(Stored items)
>>>
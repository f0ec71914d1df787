//! Forecast request parameters and NOMADS filter URL construction.

use std::fmt;
use std::str::FromStr;

use chrono::{NaiveDate, Utc};
use serde::{Deserialize, Serialize};

use crate::error::WindError;
use crate::grid::Component;

/// Default NOMADS host.
pub const DEFAULT_BASE_URL: &str = "https://nomads.ncep.noaa.gov";

/// Fixed vertical level: 10 m above ground.
pub const LEVEL_SELECTOR: &str = "lev_10_m_above_ground=on";

/// GFS model cycle (UTC hour of the run).
#[derive(Debug, Clone, Copy, Default, PartialEq, Eq, Hash, Serialize, Deserialize)]
pub enum Cycle {
    #[default]
    H00,
    H06,
    H12,
    H18,
}

impl Cycle {
    /// Two-digit hour string, e.g. "06".
    pub fn as_str(&self) -> &'static str {
        match self {
            Cycle::H00 => "00",
            Cycle::H06 => "06",
            Cycle::H12 => "12",
            Cycle::H18 => "18",
        }
    }
}

impl fmt::Display for Cycle {
    fn fmt(&self, f: &mut fmt::Formatter<'_>) -> fmt::Result {
        f.write_str(self.as_str())
    }
}

impl FromStr for Cycle {
    type Err = WindError;

    fn from_str(s: &str) -> Result<Self, Self::Err> {
        match s {
            "00" => Ok(Cycle::H00),
            "06" => Ok(Cycle::H06),
            "12" => Ok(Cycle::H12),
            "18" => Ok(Cycle::H18),
            other => Err(WindError::InvalidRequest(format!(
                "UTC hour must be one of 00, 06, 12, 18; got '{}'",
                other
            ))),
        }
    }
}

/// GFS grid resolution.
#[derive(Debug, Clone, Copy, Default, PartialEq, Eq, Hash, Serialize, Deserialize)]
pub enum Resolution {
    /// 1.00 degree (360x181)
    #[default]
    OneDegree,
    /// 0.50 degree (720x361)
    HalfDegree,
    /// 0.25 degree (1440x721)
    QuarterDegree,
}

impl Resolution {
    /// Token used by NOMADS in script and file names, e.g. "0p25".
    pub fn as_str(&self) -> &'static str {
        match self {
            Resolution::OneDegree => "1p00",
            Resolution::HalfDegree => "0p50",
            Resolution::QuarterDegree => "0p25",
        }
    }
}

impl fmt::Display for Resolution {
    fn fmt(&self, f: &mut fmt::Formatter<'_>) -> fmt::Result {
        f.write_str(self.as_str())
    }
}

impl FromStr for Resolution {
    type Err = WindError;

    fn from_str(s: &str) -> Result<Self, Self::Err> {
        match s {
            "1p00" => Ok(Resolution::OneDegree),
            "0p50" => Ok(Resolution::HalfDegree),
            "0p25" => Ok(Resolution::QuarterDegree),
            other => Err(WindError::InvalidRequest(format!(
                "resolution must be one of 1p00, 0p50, 0p25; got '{}'",
                other
            ))),
        }
    }
}

/// Parse a `YYYYMMDD` date.
pub fn parse_date(s: &str) -> Result<NaiveDate, WindError> {
    if s.len() != 8 || !s.bytes().all(|b| b.is_ascii_digit()) {
        return Err(WindError::InvalidRequest(format!(
            "date must be YYYYMMDD; got '{}'",
            s
        )));
    }
    NaiveDate::parse_from_str(s, "%Y%m%d")
        .map_err(|e| WindError::InvalidRequest(format!("invalid date '{}': {}", s, e)))
}

/// One model run to fetch: date, cycle and resolution.
#[derive(Debug, Clone, Copy, PartialEq, Eq, Serialize, Deserialize)]
pub struct ForecastRequest {
    pub date: NaiveDate,
    pub cycle: Cycle,
    pub resolution: Resolution,
}

impl ForecastRequest {
    pub fn new(date: NaiveDate, cycle: Cycle, resolution: Resolution) -> Self {
        Self {
            date,
            cycle,
            resolution,
        }
    }

    /// Request for today's (UTC) 00z 1-degree analysis.
    pub fn today() -> Self {
        Self::new(Utc::now().date_naive(), Cycle::default(), Resolution::default())
    }

    /// Date formatted as `YYYYMMDD`.
    pub fn date_token(&self) -> String {
        self.date.format("%Y%m%d").to_string()
    }

    /// URL of the GRIB filter service for one component of the analysis (f000).
    pub fn filter_url(&self, base_url: &str, component: Component) -> String {
        let res = self.resolution.as_str();
        let hour = self.cycle.as_str();
        format!(
            "{}/cgi-bin/filter_gfs_{res}.pl?file=gfs.t{hour}z.pgrb2.{res}.f000&{}&dir=%2Fgfs.{}%2F{hour}&var_{}=on",
            base_url.trim_end_matches('/'),
            LEVEL_SELECTOR,
            self.date_token(),
            component.grib_variable(),
        )
    }

    /// Default texture file name, e.g. `nws_20201110_00z_1p00.png`.
    pub fn default_texture_name(&self) -> String {
        format!(
            "nws_{}_{}z_{}.png",
            self.date_token(),
            self.cycle,
            self.resolution
        )
    }
}
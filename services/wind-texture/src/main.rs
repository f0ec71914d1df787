//! Wind velocity texture generator.
//!
//! Downloads GFS 10 m wind components from the NOMADS GRIB filter, normalizes
//! them with ecCodes and writes an RGB velocity texture, plus an optional
//! `.earth` scene descriptor.
//!
//! Requires the ecCodes `grib_set` and `grib_dump` utilities on `PATH` (or
//! set `GRIB_SET` / `GRIB_DUMP`).

use anyhow::{Context, Result};
use clap::Parser;
use tracing::{debug, Level};
use tracing_subscriber::FmtSubscriber;

use wind_texture::{pipeline, Args, HttpGridFetcher};

fn init_tracing(level: Level, json: bool) -> Result<()> {
    let builder = FmtSubscriber::builder()
        .with_max_level(level)
        .with_target(false)
        .with_writer(std::io::stderr);

    if json {
        tracing::subscriber::set_global_default(builder.json().finish())?;
    } else {
        tracing::subscriber::set_global_default(builder.finish())?;
    }
    Ok(())
}

#[tokio::main]
async fn main() -> Result<()> {
    // Load environment from .env file if present
    dotenvy::dotenv().ok();

    let args = Args::parse();
    init_tracing(args.log_level(), args.log_json)?;

    let config = args.pipeline_config();
    debug!(?config, "Resolved configuration");

    let fetcher =
        HttpGridFetcher::new(&args.fetch_config()).context("Failed to create HTTP client")?;
    let toolchain = args.toolchain();

    match pipeline::run(&config, &fetcher, &toolchain).await {
        Ok(output) => {
            debug!(
                width = output.width,
                height = output.height,
                "Velocity texture complete"
            );
            Ok(())
        }
        Err(e) => Err(e).context(format!(
            "Failed to generate {}",
            config.texture_path.display()
        )),
    }
}
// HashTable integration suite.
//
// Each test documents which behavior is being verified. The core properties
// exercised through the public API:
// - Sizing: a new table takes the next listed prime at or above the request.
// - Round trip: `set` then `get` returns the stored value; overwrites do not
//   change `used`.
// - Growth: crossing 70% load on a new-key insert grows the table before
//   `set` returns.
// - Rehash: explicit `expand`/`resize_to_fit` preserve every entry, and
//   refusals leave the table untouched.
use prime_hashtable::primes::{next_prime, MAX_CAPACITY, PRIMES};
use prime_hashtable::{Config, HashTable, RehashError};
use test_log::test;

// Test: create, set, get, delete on a rounded-up table.
// Verifies: `create(7)` yields 11 buckets; a deleted key reads as absent.
#[test]
fn create_set_get_delete() {
    let mut t = HashTable::new(7).expect("create");
    assert_eq!(t.size(), 11);
    assert_eq!(t.used(), 0);

    t.set("kkey", "vvalue").expect("set");
    assert_eq!(t.get("kkey"), Some(&"vvalue"));

    assert!(t.delete("kkey"));
    assert_eq!(t.get("kkey"), None);
    assert!(!t.delete("kkey"));
}

// Test: sizing of fresh tables.
// Verifies: `size == next_prime(n)` and `used == 0` across requests.
#[test]
fn create_uses_next_prime() {
    for n in [0, 1, 5, 6, 100, 1700, 1741, 5000] {
        let t: HashTable<u8> = HashTable::new(n).expect("create");
        assert_eq!(t.size(), next_prime(n), "requested {n}");
        assert_eq!(t.used(), 0);
    }
    let t: HashTable<u8> = HashTable::new(1700).expect("create");
    assert_eq!(t.size(), 1741);
}

// Test: requests past the ceiling clamp rather than fail.
// Verifies: the sizer maps any oversized request to the largest listed prime.
#[test]
fn oversized_request_clamps() {
    assert_eq!(next_prime(usize::MAX), MAX_CAPACITY);
    assert_eq!(MAX_CAPACITY, 4294967291);
    assert_eq!(PRIMES.len(), 30);
}

// Test: repeated reads after a single write.
#[test]
fn round_trip_is_repeatable() {
    let mut t = HashTable::new(5).expect("create");
    t.set(b"bytes\x00key", 7u64).expect("set");
    for _ in 0..100 {
        assert_eq!(t.get(b"bytes\x00key"), Some(&7));
    }
}

// Test: overwrite semantics.
// Verifies: the second `set` returns the first value and `used` is unchanged.
#[test]
fn overwrite_returns_previous() {
    let mut t = HashTable::new(5).expect("create");
    assert_eq!(t.set("k", 1).expect("set"), None);
    let used = t.used();
    assert_eq!(t.set("k", 2).expect("set"), Some(1));
    assert_eq!(t.get("k"), Some(&2));
    assert_eq!(t.used(), used);
}

// Test: automatic growth on the fourth insert into five buckets.
// Verifies: 4/5 = 80% > 70% grows the table to 11 within that `set`.
#[test]
fn fourth_insert_triggers_growth() {
    let mut t = HashTable::new(5).expect("create");
    assert_eq!(t.size(), 5);
    for (i, k) in ["key", "k1", "k2"].into_iter().enumerate() {
        t.set(k, i).expect("set");
        assert_eq!(t.size(), 5);
    }
    t.set("k3", 3).expect("set");
    assert_eq!(t.size(), 11);
    for (i, k) in ["key", "k1", "k2", "k3"].into_iter().enumerate() {
        assert_eq!(t.get(k), Some(&i));
    }
}

// Test: the load bound over a long run of inserts.
// Verifies: `used / size <= 0.70` after every `set`.
#[test]
fn load_factor_stays_bounded() {
    let mut t = HashTable::new(5).expect("create");
    for i in 0..20_000u32 {
        t.set(i.to_le_bytes(), i).expect("set");
        assert!(t.load_factor() <= 0.70, "load {} at {i}", t.load_factor());
        assert!(PRIMES.contains(&t.size()));
    }
    for i in 0..20_000u32 {
        assert_eq!(t.get(i.to_le_bytes()), Some(&i));
    }
}

// Test: `expand` to the current size.
// Verifies: reports `Unchanged` and leaves size, used and contents as they were.
#[test]
fn expand_to_same_size_is_noop() {
    let mut t = HashTable::new(7).expect("create");
    t.set("a", 1).expect("set");
    t.set("b", 2).expect("set");
    assert_eq!(t.expand(10), Err(RehashError::Unchanged { size: 11 }));
    assert_eq!(t.size(), 11);
    assert_eq!(t.used(), 2);
    assert_eq!(t.get("a"), Some(&1));
    assert_eq!(t.get("b"), Some(&2));
}

// Test: rehash preserves contents in both directions.
// Verifies: after growing and then shrinking, every key reads back and
// `used` is unchanged.
#[test]
fn expand_preserves_contents() {
    let mut t = HashTable::new(5).expect("create");
    for i in 0..300 {
        t.set(format!("key-{i}"), i).expect("set");
    }
    let used = t.used();
    assert_eq!(t.expand(10_000), Ok(()));
    assert_eq!(t.size(), 14033);
    assert_eq!(t.used(), used);
    assert_eq!(t.expand(500), Ok(()));
    assert_eq!(t.size(), 823);
    for i in 0..300 {
        assert_eq!(t.get(format!("key-{i}")), Some(&i));
    }
    assert_eq!(t.iter().count(), used);
}

// Test: `resize_to_fit` after deletions.
// Verifies: the table shrinks below 50% load and survivors remain.
#[test]
fn resize_to_fit_reclaims_buckets() {
    let mut t = HashTable::new(5).expect("create");
    for i in 0..2_000 {
        t.set(i.to_string(), i).expect("set");
    }
    assert_eq!(
        t.resize_to_fit(),
        Err(RehashError::NotShrinking {
            candidate: next_prime(4_000),
            size: t.size()
        })
    );

    for i in 50..2_000 {
        assert!(t.delete(i.to_string()));
    }
    assert_eq!(t.resize_to_fit(), Ok(()));
    assert_eq!(t.size(), 199);
    assert!(t.load_factor() < 0.5);
    for i in 0..50 {
        assert_eq!(t.get(i.to_string()), Some(&i));
    }
    for i in 50..2_000 {
        assert!(!t.has(i.to_string()));
    }
}

// Test: builder configuration flows into the table.
#[test]
fn config_builder() {
    let mut t = Config::new()
        .capacity(40)
        .expand_threshold(50)
        .seed(42)
        .build()
        .expect("build");
    assert_eq!(t.size(), 47);
    for i in 0..24 {
        t.set(i.to_string(), i).expect("set");
    }
    assert_eq!(t.size(), 97);
}

// Test: values are opaque and may be "empty"; presence is tracked separately.
#[test]
fn empty_values_are_present() {
    let mut t: HashTable<Option<Box<u8>>> = HashTable::new(5).expect("create");
    t.set("nothing", None).expect("set");
    assert!(t.has("nothing"));
    assert!(!t.has("missing"));
    assert_eq!(t.remove("nothing"), Some(None));
    assert!(!t.has("nothing"));
}

// Test: explicit teardown releases a populated table.
#[test]
fn destroy_after_use() {
    let mut t = HashTable::new(5).expect("create");
    for i in 0..100 {
        t.set(i.to_string(), vec![i; 4]).expect("set");
    }
    t.destroy();
}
<<<
_What is needed_
Above are the records. Copy the lines beginning at the one that has "pub fn default_texture_name(&self)" and ending with the one that has "use clap::Parser;", unchanged.

_Exercise solution_
    pub fn default_texture_name(&self) -> String {
        format!(
            "nws_{}_{}z_{}.png",
            self.date_token(),
            self.cycle,
            self.resolution
        )
    }
}
filename services/wind-texture/src/main.rs
repository f0ec71914d1df787
//! Wind velocity texture generator.
//!
//! Downloads GFS 10 m wind components from the NOMADS GRIB filter, normalizes
//! them with ecCodes and writes an RGB velocity texture, plus an optional
//! `.earth` scene descriptor.
//!
//! Requires the ecCodes `grib_set` and `grib_dump` utilities on `PATH` (or
//! set `GRIB_SET` / `GRIB_DUMP`).

use anyhow::{Context, Result};
use clap::Parser;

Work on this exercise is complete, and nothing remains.